Named “Jaco,” the update is already available in the WordPress dashboard, and provides administrators with the ability to fix sites much easier than before, in the event something goes wrong.
Version 5.2 includes more robust tools for identifying and fixing common configuration issues, and also adds space where developers can include debugging information for site maintainers.
It also comes with PHP Error Protection, a feature to fix and manage fatal errors without requiring developer time, which also improves the handling of the so-called “white screen of death,” along with means to enter recovery mode and pause error-causing plugins or themes.
The new WordPress release requires PHP 5.6.20 or newer and can automatically determine whether the running PHP version is compatible with installed plugins and will prevent activation of plugins that requires a higher version of PHP.
WordPress 5.2 also adds a layer of defense against compromised update infrastructures, with offline digital signatures, a new feature that allows sites to check updates for valid signatures and verify their authenticity.
“For the first release, WordPress will (by default) soft-fail if the signature is not valid.
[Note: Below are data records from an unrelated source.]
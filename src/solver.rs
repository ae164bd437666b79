//! External-sampling CFR over the fixed river betting tree.
//!
//! One `Session` owns all mutable solver state for one board: cumulative
//! regrets, cumulative strategy weights, the cached payoff matrix, and the
//! seeded sampler. Each training round samples one pair of opposing
//! holdings and walks the 4-node tree once, so per-round cost is O(1);
//! the reach-weighted average strategy converges toward a Nash equilibrium
//! as rounds accumulate. Solving a new board means building a new
//! `Session`; tables are never rebound in place.

use std::collections::BTreeMap;

use rand::rngs::StdRng;
use rand::Rng;
use rand::SeedableRng;
use serde::{Deserialize, Serialize};

use crate::cards::{hand_code, Board, NUM_HANDS};
use crate::game_tree::{Node, ALL_NODES, FOLD_UTILITY, NUM_NODES};
use crate::payoff::PayoffMatrix;

pub const DEFAULT_ITERATIONS: usize = 50_000;
pub const DEFAULT_SEED: u64 = 1;

/// Per-(node, holding) table of one value per action.
type ActionTable = [[[f64; 2]; NUM_HANDS]; NUM_NODES];

/// Regret matching: probabilities proportional to positive cumulative
/// regret, uniform when no action has positive regret. Always sums to 1.
pub fn regret_strategy(regrets: &[f64; 2]) -> [f64; 2] {
    let positive = [regrets[0].max(0.0), regrets[1].max(0.0)];
    let sum = positive[0] + positive[1];
    if sum > 0.0 {
        [positive[0] / sum, positive[1] / sum]
    } else {
        [0.5, 0.5]
    }
}

/// Normalize a cumulative strategy row into an average strategy, falling
/// back to uniform when the row was never visited.
pub fn normalize_strategy(weights: &[f64; 2]) -> [f64; 2] {
    let sum = weights[0] + weights[1];
    if sum > 0.0 {
        [weights[0] / sum, weights[1] / sum]
    } else {
        [0.5, 0.5]
    }
}

/// Solver state for one fixed board.
pub struct Session {
    board: Board,
    payoff: PayoffMatrix,
    regrets: ActionTable,
    strategy_sum: ActionTable,
    iterations: usize,
    rng: StdRng,
}

impl Session {
    /// Build a session for a board. The payoff matrix is computed here,
    /// once, and cached for the session's lifetime.
    pub fn new(board: Board, seed: u64) -> Session {
        let payoff = PayoffMatrix::new(&board);
        Session {
            board,
            payoff,
            regrets: [[[0.0; 2]; NUM_HANDS]; NUM_NODES],
            strategy_sum: [[[0.0; 2]; NUM_HANDS]; NUM_NODES],
            iterations: 0,
            rng: StdRng::seed_from_u64(seed),
        }
    }

    pub fn board(&self) -> &Board {
        &self.board
    }

    pub fn payoff(&self) -> &PayoffMatrix {
        &self.payoff
    }

    /// Total training rounds requested so far.
    pub fn iterations(&self) -> usize {
        self.iterations
    }

    /// Run `iterations` Monte-Carlo training rounds. Each round samples
    /// two holdings independently and uniformly from the full universe;
    /// rounds where the draws coincide or either holding is blocked by the
    /// board are skipped without touching any accumulator, so blocked
    /// holdings extract as the uniform fallback. Runs to completion on the
    /// calling thread.
    pub fn train(&mut self, iterations: usize) {
        for _ in 0..iterations {
            let hand0 = self.rng.gen_range(0..NUM_HANDS);
            let hand1 = self.rng.gen_range(0..NUM_HANDS);
            if hand0 == hand1 || self.board.is_blocked(hand0) || self.board.is_blocked(hand1) {
                continue;
            }
            self.evaluate(Node::Root, 1.0, 1.0, hand0, hand1);
        }
        self.iterations += iterations;
    }

    /// Current strategy at (node, holding) from regret matching, with the
    /// average-strategy accumulator fed by the acting player's own reach
    /// probability.
    fn strategy(&mut self, node: Node, hand: usize, own_reach: f64) -> [f64; 2] {
        let strategy = regret_strategy(&self.regrets[node.index()][hand]);
        let row = &mut self.strategy_sum[node.index()][hand];
        row[0] += strategy[0] * own_reach;
        row[1] += strategy[1] * own_reach;
        strategy
    }

    /// Showdown sign from the acting player's perspective: +1 when the
    /// actor's holding wins, -1 when it loses, 0 on a split.
    #[inline]
    fn showdown_sign(&self, player: usize, hand0: usize, hand1: usize) -> f64 {
        if player == 0 {
            self.payoff.sign(hand0, hand1) as f64
        } else {
            self.payoff.sign(hand1, hand0) as f64
        }
    }

    /// Recursive counterfactual evaluation of one sampled matchup.
    ///
    /// `p0`/`p1` are the players' reach probabilities along the sampled
    /// path; the return value is the node's expected utility for the
    /// acting player, negated by the caller (zero-sum). Regrets are
    /// weighted by the opponent's reach probability.
    fn evaluate(&mut self, node: Node, p0: f64, p1: f64, hand0: usize, hand1: usize) -> f64 {
        let player = node.player();
        let my_hand = if player == 0 { hand0 } else { hand1 };
        let own_reach = if player == 0 { p0 } else { p1 };
        let strategy = self.strategy(node, my_hand, own_reach);

        let mut util = [0.0f64; 2];
        match node {
            Node::Root => {
                util[0] = -self.evaluate(Node::CheckedTo, p0 * strategy[0], p1, hand0, hand1);
                util[1] = -self.evaluate(Node::FacingBet, p0 * strategy[1], p1, hand0, hand1);
            }
            Node::FacingBet => {
                util[0] = FOLD_UTILITY;
                util[1] = self.showdown_sign(player, hand0, hand1) * node.showdown_win();
            }
            Node::CheckedTo => {
                util[0] = self.showdown_sign(player, hand0, hand1) * node.showdown_win();
                util[1] = -self.evaluate(Node::CheckRaise, p0, p1 * strategy[1], hand0, hand1);
            }
            Node::CheckRaise => {
                util[0] = FOLD_UTILITY;
                util[1] = self.showdown_sign(player, hand0, hand1) * node.showdown_win();
            }
        }

        let node_util = strategy[0] * util[0] + strategy[1] * util[1];
        let opp_reach = if player == 0 { p1 } else { p0 };
        let row = &mut self.regrets[node.index()][my_hand];
        row[0] += (util[0] - node_util) * opp_reach;
        row[1] += (util[1] - node_util) * opp_reach;
        node_util
    }

    /// Average strategy at (node, holding): the normalized cumulative
    /// strategy row, uniform when never visited. Pure read.
    pub fn average_strategy(&self, node: Node, hand: usize) -> [f64; 2] {
        normalize_strategy(&self.strategy_sum[node.index()][hand])
    }

    /// Extract the full solution artifact: the echoed board and, for every
    /// node in wire order, its action labels and the average strategy of
    /// all 52 holdings.
    pub fn solution(&self) -> Solution {
        let nodes = ALL_NODES
            .iter()
            .map(|&node| {
                let hands = (0..NUM_HANDS)
                    .map(|h| (hand_code(h).to_string(), self.average_strategy(node, h)))
                    .collect();
                NodeStrategy {
                    node: node.name().to_string(),
                    player: node.player(),
                    actions: node.actions().iter().map(|a| a.to_string()).collect(),
                    hands,
                }
            })
            .collect();

        Solution {
            board: self.board.codes(),
            iterations: self.iterations,
            nodes,
        }
    }
}

// ---------------------------------------------------------------------------
// Solution artifact
// ---------------------------------------------------------------------------

/// Average strategy at one node: action frequencies for every holding.
#[derive(Debug, Clone, PartialEq, Serialize, Deserialize)]
pub struct NodeStrategy {
    /// Wire name: "", "b", "c" or "cb".
    pub node: String,
    pub player: usize,
    pub actions: Vec<String>,
    pub hands: BTreeMap<String, [f64; 2]>,
}

/// Full solution for one board, in node wire order.
#[derive(Debug, Clone, PartialEq, Serialize, Deserialize)]
pub struct Solution {
    pub board: Vec<String>,
    pub iterations: usize,
    pub nodes: Vec<NodeStrategy>,
}

impl Solution {
    pub fn node(&self, name: &str) -> Option<&NodeStrategy> {
        self.nodes.iter().find(|n| n.node == name)
    }
}

#[cfg(test)]
mod tests {
    use super::*;

    #[test]
    fn regret_matching_all_zero_is_uniform() {
        assert_eq!(regret_strategy(&[0.0, 0.0]), [0.5, 0.5]);
    }

    #[test]
    fn regret_matching_all_negative_is_uniform() {
        assert_eq!(regret_strategy(&[-3.0, -0.5]), [0.5, 0.5]);
    }

    #[test]
    fn regret_matching_clips_negative() {
        let s = regret_strategy(&[-2.0, 6.0]);
        assert_eq!(s, [0.0, 1.0]);
    }

    #[test]
    fn regret_matching_proportional() {
        let s = regret_strategy(&[1.0, 3.0]);
        assert!((s[0] - 0.25).abs() < 1e-12);
        assert!((s[1] - 0.75).abs() < 1e-12);
        assert!((s[0] + s[1] - 1.0).abs() < 1e-12);
    }

    #[test]
    fn untrained_session_extracts_uniform() {
        let board = Board::parse("Ks Th 7s 4d 2s").unwrap();
        let session = Session::new(board, 7);
        for node in ALL_NODES {
            for h in 0..NUM_HANDS {
                assert_eq!(session.average_strategy(node, h), [0.5, 0.5]);
            }
        }
    }

    #[test]
    fn solution_lists_nodes_in_wire_order() {
        let board = Board::parse("Ks Th 7s 4d 2s").unwrap();
        let mut session = Session::new(board, 7);
        session.train(100);
        let solution = session.solution();
        let names: Vec<&str> = solution.nodes.iter().map(|n| n.node.as_str()).collect();
        assert_eq!(names, vec!["", "b", "c", "cb"]);
        assert_eq!(solution.board, vec!["Ks", "Th", "7s", "4d", "2s"]);
        assert_eq!(solution.iterations, 100);
        for node in &solution.nodes {
            assert_eq!(node.hands.len(), NUM_HANDS);
        }
    }
}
In future releases, the default will be configured to a hard failure. The reason for this unsafe default is to ensure updates aren’t blocked if there’s a bug in the update code,” Paragon Initiative Enterprises’ Scott Arciszewski explains.
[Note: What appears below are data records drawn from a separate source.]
//! Configuration service implementation.
//!
//! Loads the root configuration from `config.toml` and applies environment
//! overrides on top.

use crate::paths::{RapportPaths, ServiceType};
use rapport_core::config::RootConfig;
use rapport_core::{RapportError, Result};
use std::path::PathBuf;
use std::sync::{Arc, RwLock};

/// Overrides `backend.base_url`.
pub const ENV_API_URL: &str = "RAPPORT_API_URL";

/// Configuration service that loads and caches the root configuration.
#[derive(Debug, Clone)]
pub struct ConfigService {
    paths: RapportPaths,
    /// Cached configuration loaded from file.
    config: Arc<RwLock<Option<RootConfig>>>,
}

impl ConfigService {
    /// Creates a new ConfigService.
    ///
    /// The configuration is loaded lazily on first access.
    pub fn new(paths: RapportPaths) -> Self {
        Self {
            paths,
            config: Arc::new(RwLock::new(None)),
        }
    }

    /// Gets the root configuration, loading from file if not cached.
    ///
    /// A missing file is created with defaults. Environment overrides are
    /// applied after loading.
    pub fn get_config(&self) -> Result<RootConfig> {
        {
            let read_lock = self.config.read().unwrap_or_else(|e| e.into_inner());
            if let Some(ref cached) = *read_lock {
                return Ok(cached.clone());
            }
        }

        let mut loaded = self.load_config()?;
        apply_env_overrides(&mut loaded, |key| std::env::var(key).ok());

        let mut write_lock = self.config.write().unwrap_or_else(|e| e.into_inner());
        *write_lock = Some(loaded.clone());
        Ok(loaded)
    }

    /// Invalidates the cache, forcing a reload on next access.
    pub fn invalidate_cache(&self) {
        let mut write_lock = self.config.write().unwrap_or_else(|e| e.into_inner());
        *write_lock = None;
    }

    fn load_config(&self) -> Result<RootConfig> {
        let config_path = self.config_path()?;

        if !config_path.exists() {
            let default_config = RootConfig::default();
            if let Some(parent) = config_path.parent() {
                std::fs::create_dir_all(parent)?;
            }
            std::fs::write(&config_path, toml::to_string_pretty(&default_config)?)?;
            tracing::info!(
                "[ConfigService] Created default config at {}",
                config_path.display()
            );
            return Ok(default_config);
        }

        let raw = std::fs::read_to_string(&config_path)?;
        let config: RootConfig = toml::from_str(&raw)?;
        tracing::debug!("[ConfigService] Loaded config from {}", config_path.display());
        Ok(config)
    }

    fn config_path(&self) -> Result<PathBuf> {
        self.paths
            .get_path(ServiceType::Config)
            .map_err(|e| RapportError::config(e.to_string()))
    }
}

/// Applies environment overrides using `lookup` to read variables.
pub fn apply_env_overrides(config: &mut RootConfig, lookup: impl Fn(&str) -> Option<String>) {
    if let Some(url) = lookup(ENV_API_URL).filter(|v| !v.trim().is_empty()) {
        tracing::debug!("[ConfigService] Using {} override", ENV_API_URL);
        config.backend.base_url = url.trim().to_string();
    }
}

#[cfg(test)]
mod tests {
    use super::*;
    use std::path::Path;

    fn service(dir: &Path) -> ConfigService {
        ConfigService::new(RapportPaths::new(Some(dir)))
    }

    #[test]
    fn test_missing_config_is_created_with_defaults() {
        let temp = tempfile::tempdir().unwrap();
        let svc = service(temp.path());

        let config = svc.load_config().unwrap();

        assert_eq!(config, RootConfig::default());
        assert!(temp.path().join("config.toml").exists());
    }

    #[test]
    fn test_existing_config_is_read() {
        let temp = tempfile::tempdir().unwrap();
        std::fs::write(
            temp.path().join("config.toml"),
            "[backend]\nbase_url = \"https://crm.example.com\"\ntimeout_secs = 5\n",
        )
        .unwrap();

        let config = service(temp.path()).load_config().unwrap();

        assert_eq!(config.backend.base_url, "https://crm.example.com");
        assert_eq!(config.backend.timeout_secs, 5);
    }

    #[test]
    fn test_malformed_config_is_serialization_error() {
        let temp = tempfile::tempdir().unwrap();
        std::fs::write(temp.path().join("config.toml"), "[backend\n").unwrap();

        let err = service(temp.path()).load_config().unwrap_err();

        assert!(matches!(err, RapportError::Serialization { ref format, .. } if format == "TOML"));
    }

    #[test]
    fn test_env_override_replaces_base_url() {
        let mut config = RootConfig::default();
        apply_env_overrides(&mut config, |key| {
            (key == ENV_API_URL).then(|| " https://override.example.com ".to_string())
        });
        assert_eq!(config.backend.base_url, "https://override.example.com");

        let mut config = RootConfig::default();
        apply_env_overrides(&mut config, |_| Some("   ".to_string()));
        assert_eq!(config, RootConfig::default());
    }

    #[test]
    fn test_invalidate_cache_reloads() {
        let temp = tempfile::tempdir().unwrap();
        let svc = service(temp.path());
        svc.get_config().unwrap();

        std::fs::write(
            temp.path().join("config.toml"),
            "[backend]\ntimeout_secs = 7\n",
        )
        .unwrap();
        svc.invalidate_cache();

        assert_eq!(svc.get_config().unwrap().backend.timeout_secs, 7);
    }
}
With one third of all websites out there running WordPress, the new security features mark a turning point in the CMS’ evolution.
Before WordPress 5.2, an attacker only needed to hack the update server and trick the update mechanism into running arbitrary code to infect every WordPress site out there. Following the update to WordPress 5.2, the attacker also needs to steal the signing key from the WordPress core development team, Arciszewski says.
Another change in WordPress 5.2 is the inclusion in the CMS of sodium_compat, which functions as a polyfill for installations that lack support for Libsodium, a software library for encryption-related operations. On WordPress installations running PHP versions older than 7.2, the update signature verification is provided by sodium_compat.
At the moment, only core WordPress updates are covered by the offline digital signatures, with themes and plugins still not cryptographically signed. A system that allows vendors to sign their own releases will arrive, making WordPress’s auto-update a secure process, Arciszewski says.
The system is called Gossamer and is expected to arrive in WordPress 5.3 or 5.4, depending on how testing with the current release goes.
“If WordPress’s goal is to democratize publishing, then Gossamer’s goal is to democratize code-signing,” Arciszewski concludes.